Collect every line in the records below that contains the word "hardhat".

:: Extracted information ::

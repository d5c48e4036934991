//! Deployments through a live RPC node

use alloy::primitives::{Address, TxHash};
use tracing::{info, warn};

use crate::{
    deploy::{
        accounts::NamedAccounts,
        artifacts::ArtifactStore,
        environment::{DeployEnvironment, DeployOptions, DeployResult},
    },
    errors::ScriptError,
    tx::{
        client::RpcProvider,
        reader::{get_code, get_nonce},
        sender::send_deploy_transaction,
    },
    utils::predict_contract_address,
};

/// Deploy environment backed by a live RPC node
pub struct RpcDeployEnvironment {
    /// Our signing RPC client
    client: RpcProvider,
    /// Where compiled contracts are looked up
    artifacts: ArtifactStore,
    /// Named accounts configuration
    accounts: NamedAccounts,
    /// Addresses of the signers attached to the client
    signers: Vec<Address>,
}

impl RpcDeployEnvironment {
    /// Build a new deploy environment
    pub fn new(
        client: RpcProvider,
        artifacts: ArtifactStore,
        accounts: NamedAccounts,
        signers: Vec<Address>,
    ) -> Self {
        RpcDeployEnvironment {
            client,
            artifacts,
            accounts,
            signers,
        }
    }

    /// The underlying client
    pub fn client(&self) -> &RpcProvider {
        &self.client
    }
}

impl DeployEnvironment for RpcDeployEnvironment {
    fn named_account(&self, name: &str) -> Result<Address, ScriptError> {
        self.accounts.resolve(name, &self.signers)
    }

    async fn deploy(
        &self,
        name: &str,
        options: DeployOptions,
    ) -> Result<DeployResult, ScriptError> {
        ensure_signer(options.from, &self.signers)?;

        // Build the creation code
        let artifact = self.artifacts.load(name)?;
        let init_code = artifact.init_code(&options.args)?;

        // Predict the contract address
        let nonce = get_nonce(&self.client, options.from).await?;
        let predicted = predict_contract_address(options.from, nonce);

        let receipt = send_deploy_transaction(
            &self.client,
            options.from,
            init_code,
            options.log.then_some(name),
            options.auto_mine,
        )
        .await?;

        let address = deployed_address(
            name,
            receipt.transaction_hash,
            receipt.status(),
            receipt.contract_address,
        )?;
        if address != predicted {
            warn!(
                "{} deployed at {} instead of the predicted {}",
                name, address, predicted
            );
        }
        if get_code(&self.client, address).await?.is_empty() {
            warn!("No code found at {} right after the deployment", address);
        }

        if options.log {
            info!(
                "deployed \"{}\" at {} with {} gas",
                name, address, receipt.gas_used
            );
        }

        Ok(DeployResult {
            contract_name: name.to_string(),
            address,
            transaction_hash: receipt.transaction_hash,
            block_number: receipt.block_number,
            gas_used: receipt.gas_used,
        })
    }
}

/// Only accounts with a loaded signer can send the creation transaction
fn ensure_signer(from: Address, signers: &[Address]) -> Result<(), ScriptError> {
    if signers.contains(&from) {
        Ok(())
    } else {
        Err(ScriptError::ContractDeployment(format!(
            "no signer loaded for {from}"
        )))
    }
}

/// The contract address of a successful creation receipt
fn deployed_address(
    name: &str,
    transaction_hash: TxHash,
    status: bool,
    contract_address: Option<Address>,
) -> Result<Address, ScriptError> {
    if !status {
        return Err(ScriptError::ContractDeployment(format!(
            "{name} creation reverted (tx: {transaction_hash})"
        )));
    }
    contract_address.ok_or_else(|| {
        ScriptError::ContractDeployment(format!(
            "no contract address in the receipt of {transaction_hash}"
        ))
    })
}
//! Constants used in the deploy scripts

/// Default RPC endpoint, a local hardhat or anvil node
pub const DEFAULT_RPC: &str = "http://127.0.0.1:8545";

/// Private key of the first pre-funded account on local hardhat / anvil nodes.
///
/// Only used when no key is given through the CLI or the environment.
pub const DEFAULT_LOCAL_PRIVATE_KEY: &str =
    "0xac0974bec39a17e36ba4a6b4d238ff944bacb478cbed5efcae784d7bf4f2ff80";

/// Env var holding the RPC endpoint
pub const RPC_URL_ENV: &str = "RPC_URL";

/// Env var holding the deployer private key
pub const PRIVATE_KEY_ENV: &str = "DEPLOYER_PRIVATE_KEY";

/// Default directory searched for compiled contract artifacts
pub const DEFAULT_ARTIFACTS_DIR: &str = "artifacts";

/// Name of the account paying for the deployments
pub const DEPLOYER_ACCOUNT: &str = "deployer";

/// Name of the deployed contract, as found in the compiled artifacts
pub const MERKLE_TREE_NFT_CONTRACT: &str = "MerkleTreeNFT";

/// Merkle root passed to the `MerkleTreeNFT` constructor
pub const MERKLE_TREE_NFT_ROOT: &str =
    "0xeb45664ddffb072f8231448e32d46516bff19173f711ae11383142abab4d415f";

:::

• [Answer to the problem]
/// Default RPC endpoint, a local hardhat or anvil node
/// Private key of the first pre-funded account on local hardhat / anvil nodes.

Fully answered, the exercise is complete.